▸ **PROBLEM STATEMENT**: Scan the entries below line by line and state how many lines contain the string "address", giving only the number.

▸ **SOURCE MATERIAL**:
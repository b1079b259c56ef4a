use std::path::PathBuf;

use thiserror::Error;

/// Failures of the content store queries and imports.
#[derive(Debug, Error)]
pub enum ContentError {
    #[error("content database error: {0}")]
    Database(#[from] rusqlite::Error),

    #[error("failed to access {path:?}: {source}")]
    Io {
        path: PathBuf,
        #[source]
        source: std::io::Error,
    },

    #[error("failed to determine project directories")]
    NoConfigDir,

    #[error("content invariant violated: {0}")]
    Invariant(String),

    #[error("content fetch task failed: {0}")]
    Task(String),
}

/// Navigation requests that are not valid in the current view state.
#[derive(Debug, Clone, PartialEq, Eq, Error)]
pub enum BrowseError {
    #[error("a category must be selected before choosing a brand")]
    NoCategorySelected,
}

#[derive(Debug, Clone, PartialEq, Eq, Error)]
pub enum LightboxError {
    #[error("cannot open the lightbox on an empty list")]
    EmptySnapshot,
}
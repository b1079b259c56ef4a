//! Cancellable asynchronous content loads.
//!
//! Each content slice (categories, brands, media) owns a generation counter.
//! Starting a new request or cancelling bumps the slice generation; results
//! that come back with an older generation are dropped on arrival. After
//! `shutdown` nothing is delivered at all.
//!
//! Store calls are blocking (SQLite) and run on tokio's blocking pool.

use std::sync::Arc;

use parking_lot::Mutex;
use tokio::sync::mpsc;
use tokio::task;
use tracing::{debug, trace, warn};

use crate::error::ContentError;
use crate::models::{Brand, Category, CategoryId, ContentStore, MediaItem};

#[derive(Debug, Clone, PartialEq, Eq)]
pub enum LoadRequest {
    Categories,
    Brands(CategoryId),
    Media,
}

impl LoadRequest {
    pub fn slice(&self) -> Slice {
        match self {
            Self::Categories => Slice::Categories,
            Self::Brands(_) => Slice::Brands,
            Self::Media => Slice::Media,
        }
    }
}

/// Independent pieces of client state, each written by one kind of load.
#[derive(Debug, Clone, Copy, PartialEq, Eq, Hash)]
pub enum Slice {
    Categories,
    Brands,
    Media,
}

impl Slice {
    const ALL: [Slice; 3] = [Slice::Categories, Slice::Brands, Slice::Media];

    fn index(self) -> usize {
        match self {
            Self::Categories => 0,
            Self::Brands => 1,
            Self::Media => 2,
        }
    }
}

#[derive(Debug)]
pub enum LoadOutcome {
    Categories(Result<Vec<Category>, ContentError>),
    Brands {
        category_id: CategoryId,
        result: Result<Vec<Brand>, ContentError>,
    },
    Media(Result<Vec<MediaItem>, ContentError>),
}

impl LoadOutcome {
    pub fn is_err(&self) -> bool {
        match self {
            Self::Categories(r) => r.is_err(),
            Self::Brands { result, .. } => result.is_err(),
            Self::Media(r) => r.is_err(),
        }
    }
}

#[derive(Debug)]
struct LoadEvent {
    slice: Slice,
    generation: u64,
    outcome: LoadOutcome,
}

/// Issues store queries in the background and hands back only current results.
pub struct ContentLoader<S: ContentStore + 'static> {
    store: Arc<Mutex<S>>,
    tx: mpsc::UnboundedSender<LoadEvent>,
    rx: mpsc::UnboundedReceiver<LoadEvent>,
    generations: [u64; 3],
    pending: [Option<u64>; 3],
    closed: bool,
}

impl<S: ContentStore + 'static> ContentLoader<S> {
    pub fn new(store: S) -> Self {
        let (tx, rx) = mpsc::unbounded_channel();
        Self {
            store: Arc::new(Mutex::new(store)),
            tx,
            rx,
            generations: [0; 3],
            pending: [None; 3],
            closed: false,
        }
    }

    pub fn is_loading(&self, slice: Slice) -> bool {
        self.pending[slice.index()].is_some()
    }

    pub fn is_closed(&self) -> bool {
        self.closed
    }

    /// Starts a load, superseding any in-flight load of the same slice.
    ///
    /// Must be called from within a tokio runtime.
    pub fn request(&mut self, request: LoadRequest) -> u64 {
        let slice = request.slice();
        let generation = self.bump(slice);
        if self.closed {
            return generation;
        }
        self.pending[slice.index()] = Some(generation);

        debug!(?request, generation, "Starting content load");

        let store = Arc::clone(&self.store);
        let tx = self.tx.clone();
        tokio::spawn(async move {
            let query = request.clone();
            let outcome = match task::spawn_blocking(move || run_query(&*store.lock(), &query)).await {
                Ok(outcome) => outcome,
                Err(e) => failed_outcome(&request, ContentError::Task(e.to_string())),
            };
            if tx
                .send(LoadEvent {
                    slice,
                    generation,
                    outcome,
                })
                .is_err()
            {
                trace!(?slice, generation, "Loader gone, dropping result");
            }
        });

        generation
    }

    /// Forgets any in-flight load for `slice`; its result will be discarded.
    pub fn cancel(&mut self, slice: Slice) {
        if self.pending[slice.index()].take().is_some() {
            debug!(?slice, "Cancelled content load");
        }
        self.bump(slice);
    }

    /// Tears the loader down; in-flight results are discarded.
    pub fn shutdown(&mut self) {
        if self.closed {
            return;
        }
        for slice in Slice::ALL {
            self.cancel(slice);
        }
        self.closed = true;
        self.rx.close();
        debug!("Content loader shut down");
    }

    /// Waits for the next current result.
    ///
    /// Returns `None` once the loader is shut down. Cancel safe.
    pub async fn next(&mut self) -> Option<LoadOutcome> {
        loop {
            if self.closed {
                return None;
            }
            let event = self.rx.recv().await?;
            if let Some(outcome) = self.accept(event) {
                return Some(outcome);
            }
        }
    }

    fn accept(&mut self, event: LoadEvent) -> Option<LoadOutcome> {
        let idx = event.slice.index();
        if self.closed || self.pending[idx] != Some(event.generation) {
            trace!(slice = ?event.slice, generation = event.generation, "Discarding stale load");
            return None;
        }
        self.pending[idx] = None;
        if event.outcome.is_err() {
            warn!(slice = ?event.slice, "Content load failed");
        }
        Some(event.outcome)
    }

    fn bump(&mut self, slice: Slice) -> u64 {
        let generation = &mut self.generations[slice.index()];
        *generation = generation.wrapping_add(1);
        *generation
    }
}

impl<S: ContentStore + 'static> Drop for ContentLoader<S> {
    fn drop(&mut self) {
        self.shutdown();
    }
}

fn run_query<S: ContentStore + ?Sized>(store: &S, request: &LoadRequest) -> LoadOutcome {
    match request {
        LoadRequest::Categories => LoadOutcome::Categories(store.list_categories()),
        LoadRequest::Brands(category_id) => LoadOutcome::Brands {
            category_id: *category_id,
            result: store.list_brands(*category_id),
        },
        LoadRequest::Media => LoadOutcome::Media(store.list_media()),
    }
}

fn failed_outcome(request: &LoadRequest, error: ContentError) -> LoadOutcome {
    match request {
        LoadRequest::Categories => LoadOutcome::Categories(Err(error)),
        LoadRequest::Brands(category_id) => LoadOutcome::Brands {
            category_id: *category_id,
            result: Err(error),
        },
        LoadRequest::Media => LoadOutcome::Media(Err(error)),
    }
}
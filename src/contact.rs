//! Contact form submission to an EmailJS-compatible delivery endpoint.

use std::fmt;
use std::str::FromStr;

use serde::Serialize;
use thiserror::Error;
use tracing::{debug, info, warn};

pub const DEFAULT_EMAILJS_ENDPOINT: &str = "https://api.emailjs.com/api/v1.0/email/send";

#[derive(Debug, Error)]
pub enum ContactError {
    #[error("invalid {field}: {reason}")]
    Invalid {
        field: &'static str,
        reason: &'static str,
    },

    #[error("email delivery is not configured (missing {0})")]
    NotConfigured(&'static str),

    #[error("email delivery failed: {0}")]
    Delivery(#[from] reqwest::Error),

    #[error("email service rejected the message ({status}): {body}")]
    Rejected { status: u16, body: String },
}

/// Services offered on the contact form.
#[derive(Debug, Clone, Copy, PartialEq, Eq)]
pub enum Service {
    Wedding,
    Portrait,
    Corporate,
    Event,
    Nature,
}

impl Service {
    pub fn as_str(&self) -> &'static str {
        match self {
            Self::Wedding => "wedding",
            Self::Portrait => "portrait",
            Self::Corporate => "corporate",
            Self::Event => "event",
            Self::Nature => "nature",
        }
    }
}

impl fmt::Display for Service {
    fn fmt(&self, f: &mut fmt::Formatter<'_>) -> fmt::Result {
        f.write_str(self.as_str())
    }
}

impl FromStr for Service {
    type Err = ContactError;

    fn from_str(s: &str) -> Result<Self, Self::Err> {
        match s.trim().to_ascii_lowercase().as_str() {
            "wedding" => Ok(Self::Wedding),
            "portrait" => Ok(Self::Portrait),
            "corporate" => Ok(Self::Corporate),
            "event" => Ok(Self::Event),
            "nature" => Ok(Self::Nature),
            _ => Err(ContactError::Invalid {
                field: "service",
                reason: "unknown service",
            }),
        }
    }
}

#[derive(Debug, Clone, PartialEq, Eq)]
pub struct ContactForm {
    pub name: String,
    pub email: String,
    pub company: Option<String>,
    pub service: Service,
    pub message: String,
}

impl ContactForm {
    pub fn validate(&self) -> Result<(), ContactError> {
        if self.name.trim().is_empty() {
            return Err(ContactError::Invalid {
                field: "name",
                reason: "must not be empty",
            });
        }
        if !looks_like_email(self.email.trim()) {
            return Err(ContactError::Invalid {
                field: "email",
                reason: "not an email address",
            });
        }
        if self.message.trim().is_empty() {
            return Err(ContactError::Invalid {
                field: "message",
                reason: "must not be empty",
            });
        }
        Ok(())
    }
}

fn looks_like_email(s: &str) -> bool {
    let Some((local, domain)) = s.split_once('@') else {
        return false;
    };
    !local.is_empty()
        && !domain.contains('@')
        && domain
            .split_once('.')
            .is_some_and(|(host, tld)| !host.is_empty() && !tld.is_empty())
        && !s.chars().any(char::is_whitespace)
}

#[derive(Debug, Clone, Default, PartialEq, Eq)]
pub struct EmailJsConfig {
    pub endpoint: String,
    pub service_id: Option<String>,
    pub template_id: Option<String>,
    pub public_key: Option<String>,
}

#[derive(Debug, Serialize)]
struct TemplateParams<'a> {
    name: &'a str,
    address: &'a str,
    #[serde(rename = "companyName")]
    company_name: &'a str,
    #[serde(rename = "serviceName")]
    service_name: &'a str,
    message: &'a str,
}

#[derive(Debug, Serialize)]
struct SendRequest<'a> {
    service_id: &'a str,
    template_id: &'a str,
    user_id: &'a str,
    template_params: TemplateParams<'a>,
}

/// Client for the EmailJS REST send endpoint.
pub struct EmailJsClient {
    http: reqwest::Client,
    endpoint: String,
    service_id: String,
    template_id: String,
    public_key: String,
}

impl EmailJsClient {
    pub fn from_config(config: &EmailJsConfig) -> Result<Self, ContactError> {
        let service_id = config
            .service_id
            .clone()
            .ok_or(ContactError::NotConfigured("service id"))?;
        let template_id = config
            .template_id
            .clone()
            .ok_or(ContactError::NotConfigured("template id"))?;
        let public_key = config
            .public_key
            .clone()
            .ok_or(ContactError::NotConfigured("public key"))?;

        Ok(Self {
            http: reqwest::Client::new(),
            endpoint: config.endpoint.clone(),
            service_id,
            template_id,
            public_key,
        })
    }

    fn payload<'a>(&'a self, form: &'a ContactForm) -> SendRequest<'a> {
        SendRequest {
            service_id: &self.service_id,
            template_id: &self.template_id,
            user_id: &self.public_key,
            template_params: TemplateParams {
                name: form.name.trim(),
                address: form.email.trim(),
                company_name: form.company.as_deref().unwrap_or("").trim(),
                service_name: form.service.as_str(),
                message: &form.message,
            },
        }
    }

    /// Validates and delivers the form. No retries.
    pub async fn send(&self, form: &ContactForm) -> Result<(), ContactError> {
        form.validate()?;

        debug!(service = %form.service, endpoint = %self.endpoint, "Sending contact form");
        let response = self
            .http
            .post(self.endpoint.as_str())
            .json(&self.payload(form))
            .send()
            .await?;

        let status = response.status();
        if status.is_success() {
            info!("Contact form delivered");
            return Ok(());
        }

        let body = response.text().await.unwrap_or_default();
        warn!(status = status.as_u16(), "Contact form rejected");
        Err(ContactError::Rejected {
            status: status.as_u16(),
            body,
        })
    }
}

#[cfg(test)]
mod tests {
    use super::*;

    fn form() -> ContactForm {
        ContactForm {
            name: "Layla".into(),
            email: "layla@example.com".into(),
            company: None,
            service: Service::Wedding,
            message: "We are getting married in June.".into(),
        }
    }

    fn configured() -> EmailJsConfig {
        EmailJsConfig {
            endpoint: DEFAULT_EMAILJS_ENDPOINT.into(),
            service_id: Some("service_x".into()),
            template_id: Some("template_y".into()),
            public_key: Some("key_z".into()),
        }
    }

    #[test]
    fn test_valid_form() {
        assert!(form().validate().is_ok());
    }

    #[test]
    fn test_rejects_blank_fields() {
        let mut f = form();
        f.name = "   ".into();
        assert!(matches!(
            f.validate(),
            Err(ContactError::Invalid { field: "name", .. })
        ));

        let mut f = form();
        f.message.clear();
        assert!(matches!(
            f.validate(),
            Err(ContactError::Invalid {
                field: "message",
                ..
            })
        ));
    }

    #[test]
    fn test_email_shape() {
        assert!(looks_like_email("a@b.co"));
        assert!(!looks_like_email("a@b"));
        assert!(!looks_like_email("@b.co"));
        assert!(!looks_like_email("a@@b.co"));
        assert!(!looks_like_email("a b@c.de"));
        assert!(!looks_like_email("plain"));
    }

    #[test]
    fn test_service_parse() {
        assert_eq!("Portrait".parse::<Service>().unwrap(), Service::Portrait);
        assert!("drone".parse::<Service>().is_err());
    }

    #[test]
    fn test_client_requires_credentials() {
        let mut config = configured();
        config.public_key = None;
        assert!(matches!(
            EmailJsClient::from_config(&config),
            Err(ContactError::NotConfigured("public key"))
        ));
    }

    #[test]
    fn test_payload_shape() {
        let client = EmailJsClient::from_config(&configured()).unwrap();
        let mut f = form();
        f.company = Some(" Studio ".into());
        let value = serde_json::to_value(client.payload(&f)).unwrap();

        assert_eq!(value["service_id"], "service_x");
        assert_eq!(value["template_id"], "template_y");
        assert_eq!(value["user_id"], "key_z");
        assert_eq!(value["template_params"]["address"], "layla@example.com");
        assert_eq!(value["template_params"]["companyName"], "Studio");
        assert_eq!(value["template_params"]["serviceName"], "wedding");
    }
}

▸ **THE COMPLETED TASK**: 4